Listed records: Begin

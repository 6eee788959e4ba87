//! Application router configuration.

use axum::{
    Router,
    response::Redirect,
    routing::{delete, get, post, put},
};

use crate::{
    AppState,
    assets::{
        cancel_draft_endpoint, delete_asset_endpoint, edit_asset_endpoint, get_assets_page,
        refresh_assets_endpoint, submit_draft_endpoint, update_draft_endpoint,
    },
    endpoints,
    not_found::get_404_not_found,
};

/// Return a router with all the app's routes.
pub fn build_router(state: AppState) -> Router {
    Router::new()
        .route(endpoints::ROOT, get(get_index_page))
        .route(endpoints::ASSETS_VIEW, get(get_assets_page))
        .route(endpoints::DRAFT, put(update_draft_endpoint))
        .route(endpoints::SUBMIT_DRAFT, post(submit_draft_endpoint))
        .route(endpoints::CANCEL_DRAFT, post(cancel_draft_endpoint))
        .route(endpoints::REFRESH_ASSETS, post(refresh_assets_endpoint))
        .route(endpoints::EDIT_ASSET, post(edit_asset_endpoint))
        .route(endpoints::DELETE_ASSET, delete(delete_asset_endpoint))
        .fallback(get_404_not_found)
        .with_state(state)
}

/// The root path '/' redirects to the assets page.
async fn get_index_page() -> Redirect {
    Redirect::to(endpoints::ASSETS_VIEW)
}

Listed records: End

### [What the exercise asks]
Take from the listing every line in which the word "post" appears.

### [Response to this task]
    routing::{delete, get, post, put},
        .route(endpoints::SUBMIT_DRAFT, post(submit_draft_endpoint))
        .route(endpoints::CANCEL_DRAFT, post(cancel_draft_endpoint))
        .route(endpoints::REFRESH_ASSETS, post(refresh_assets_endpoint))
        .route(endpoints::EDIT_ASSET, post(edit_asset_endpoint))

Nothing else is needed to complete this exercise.